At the same time, LBJ was not the only player in the political landscape of the time. When a work based on history focuses on one figure, it risks minimizing the contributions of other players in the game. If All the Way has one shortcoming, it’s the reduction of parts played by people such as MLK, Malcolm X, and the liberal wing of the Democratic Party. Anthony Mackie and Bradley Whitford do their best with largely thankless parts, for they exist to bullied, belittled, and lectured by a frustrated LBJ. Mackie lacks the gravitas of MLK, but at least he’s given scenes to exist as a character outside of the President’s presence, thereby adding brief moments of agency to the role. Whitford receives no such moments, and therefore is not allowed any moments to stand out. Far more interesting (in a far more challenging role) is Frank Langella, who gives a layered and sympathetic dimension to a person who was on the wrong side of history.
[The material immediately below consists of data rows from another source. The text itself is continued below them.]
// ============================================
// 配置加载实现
// ============================================

impl AutomatorConfig {
    /// 从多个源加载配置 (优先级: 环境变量 > 配置文件 > 默认值)
    pub fn load() -> anyhow::Result<Self> {
        let mut config = match Self::find_config_file() {
            Some(path) => {
                tracing::debug!("Loading config from: {:?}", path);
                Self::load_from_file(&path)?
            }
            None => {
                tracing::debug!("No config file found, using defaults");
                Self::default()
            }
        };

        config.apply_env_vars()?;
        Ok(config)
    }

    /// 从指定文件加载配置, 再应用环境变量
    pub fn load_with_overrides(path: &Path) -> anyhow::Result<Self> {
        let mut config = Self::load_from_file(path)?;
        config.apply_env_vars()?;
        Ok(config)
    }

    /// 从指定文件加载配置
    pub fn load_from_file(path: &Path) -> anyhow::Result<Self> {
        let content = fs::read_to_string(path)
            .with_context(|| format!("Failed to read config file: {:?}", path))?;

        // 根据文件扩展名选择解析器
        let config = match path.extension().and_then(|s| s.to_str()) {
            Some("toml") => toml::from_str(&content)
                .with_context(|| format!("Failed to parse TOML config: {:?}", path))?,
            Some("yaml") | Some("yml") => serde_yaml::from_str(&content)
                .with_context(|| format!("Failed to parse YAML config: {:?}", path))?,
            Some("json") => serde_json::from_str(&content)
                .with_context(|| format!("Failed to parse JSON config: {:?}", path))?,
            _ => anyhow::bail!("Unsupported config file format: {:?}", path),
        };

        Ok(config)
    }

    /// 保存为 TOML
    pub fn save_to_file(&self, path: &Path) -> anyhow::Result<()> {
        if let Some(parent) = path.parent() {
            if !parent.as_os_str().is_empty() {
                fs::create_dir_all(parent)
                    .with_context(|| format!("Failed to create directory: {:?}", parent))?;
            }
        }
        let content = toml::to_string_pretty(self).context("Failed to serialize config")?;
        fs::write(path, content)
            .with_context(|| format!("Failed to write config file: {:?}", path))?;
        Ok(())
    }

    /// 查找配置文件 (按优先级搜索)
    fn find_config_file() -> Option<PathBuf> {
        // 1. 环境变量指定的路径
        if let Ok(path) = env::var("ATP_CONFIG") {
            let p = PathBuf::from(path);
            if p.exists() {
                return Some(p);
            }
        }

        // 2. 当前目录
        let paths = [
            PathBuf::from("./atp.toml"),
            PathBuf::from("./atp.yaml"),
            PathBuf::from("./atp.json"),
        ];
        if let Some(path) = paths.iter().find(|p| p.exists()) {
            return Some(path.clone());
        }

        // 3. 用户配置目录
        if let Some(home) = dirs::home_dir() {
            let user_paths = [
                home.join(".config/atp/automator.toml"),
                home.join(".config/atp/automator.yaml"),
            ];
            if let Some(path) = user_paths.iter().find(|p| p.exists()) {
                return Some(path.clone());
            }
        }

        // 4. 系统配置目录 (Linux)
        #[cfg(target_os = "linux")]
        {
            let system_path = PathBuf::from("/etc/atp/automator.toml");
            if system_path.exists() {
                return Some(system_path);
            }
        }

        None
    }

    /// 从环境变量覆盖配置
    fn apply_env_vars(&mut self) -> anyhow::Result<()> {
        if let Ok(level) = env::var("ATP_LOG_LEVEL") {
            self.environment.log_level = level;
        }
        if let Ok(dir) = env::var("ATP_OUTPUT_DIR") {
            self.output.dir = PathBuf::from(dir);
        }
        if let Ok(repetitions) = env::var("ATP_REPETITIONS") {
            self.run.repetitions = repetitions
                .parse()
                .context("Invalid ATP_REPETITIONS value")?;
        }
        if let Ok(timestep) = env::var("ATP_MODEL_TIMESTEP") {
            self.model.timestep = timestep
                .parse()
                .context("Invalid ATP_MODEL_TIMESTEP value")?;
        }
        Ok(())
    }

    /// 验证配置
    pub fn validate(&self) -> Result<()> {
        let timestep = self.model.timestep;
        if !timestep.is_finite() || timestep <= 0.0 || timestep > MAX_TIMESTEP {
            return Err(ExecutorError::ConfigError(format!(
                "model.timestep 必须在 (0, {}] 范围内: {}",
                MAX_TIMESTEP, timestep
            )));
        }
        if !self.model.sample_frequency.is_finite() || self.model.sample_frequency <= 0.0 {
            return Err(ExecutorError::ConfigError(format!(
                "model.sample_frequency 必须为正数: {}",
                self.model.sample_frequency
            )));
        }
        if self.capture.digital_signals.len() > crate::capture::MAX_DIGITAL_CHANNELS {
            return Err(ExecutorError::ConfigError(format!(
                "capture.digital_signals 最多 {} 个",
                crate::capture::MAX_DIGITAL_CHANNELS
            )));
        }
        if self.run.repetitions < 1 {
            return Err(ExecutorError::ConfigError(
                "run.repetitions 必须不小于 1".to_string(),
            ));
        }
        match self.vhil.clock {
            VhilClock::Stepped if !(self.vhil.step_increment > 0.0) => {
                return Err(ExecutorError::ConfigError(format!(
                    "vhil.step_increment 必须为正数: {}",
                    self.vhil.step_increment
                )));
            }
            VhilClock::RealTime if !(self.vhil.rate > 0.0) => {
                return Err(ExecutorError::ConfigError(format!(
                    "vhil.rate 必须为正数: {}",
                    self.vhil.rate
                )));
            }
            _ => {}
        }
        Ok(())
    }

    /// 生成单次运行配置
    pub fn run_configuration(&self, data_log_file: PathBuf, capture_file: PathBuf) -> RunConfiguration {
        RunConfiguration {
            data_logger_signals: self.data_logger.signals.clone(),
            data_log_file,
            analog_signals: self.capture.analog_signals.clone(),
            digital_signals: self.capture.digital_signals.clone(),
            capture_file,
            timestep: self.model.timestep,
            sample_frequency: self.model.sample_frequency,
        }
    }

    pub fn poll_interval(&self) -> Duration {
        Duration::from_millis(self.run.poll_interval_ms)
    }

    pub fn update_interval(&self) -> Duration {
        Duration::from_secs(self.run.update_interval)
    }

    pub fn capture_stop_timeout(&self) -> Duration {
        Duration::from_secs(self.capture.stop_timeout)
    }

    pub fn max_wall_time(&self) -> Option<Duration> {
        self.run.max_wall_time.map(Duration::from_secs)
    }
}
The film is directed by Jay Roach, who previously worked with Cranston on Trumbo, and whose history with HBO includes Recount and Game Change, superb films about the current political climate in Washington, DC. Though Roach managed to make Robert Schenkkan’s play more cinematic (ex. taking some of the scenes outside, or setting them during a ride through the countryside) in this outing, the film lacks the punch, of say, Election Night 2008 in Game Change. Its compromised central character passes historic legislation, but he remains very much compromised, as opposed to triumphant or defeated. In this sense, All the Way functions more as a character piece than a plot-driven narrative, but nevertheless remains compelling due to the powerful performances at its center.
Robert Schenkkan’s follow-up to All the Way, titled The Great Society, has not arrived on Broadway, nor has it been announced by HBO, but it would be an interesting piece to see in conjunction with All the Way, perhaps enhancing its impact by completing the tale of the Johnson presidency. I hope Roach and HBO can tackle that play eventually. As for the transformation of All The Way into a classic HBO Films presentation? Well, Bryan Cranston owns it.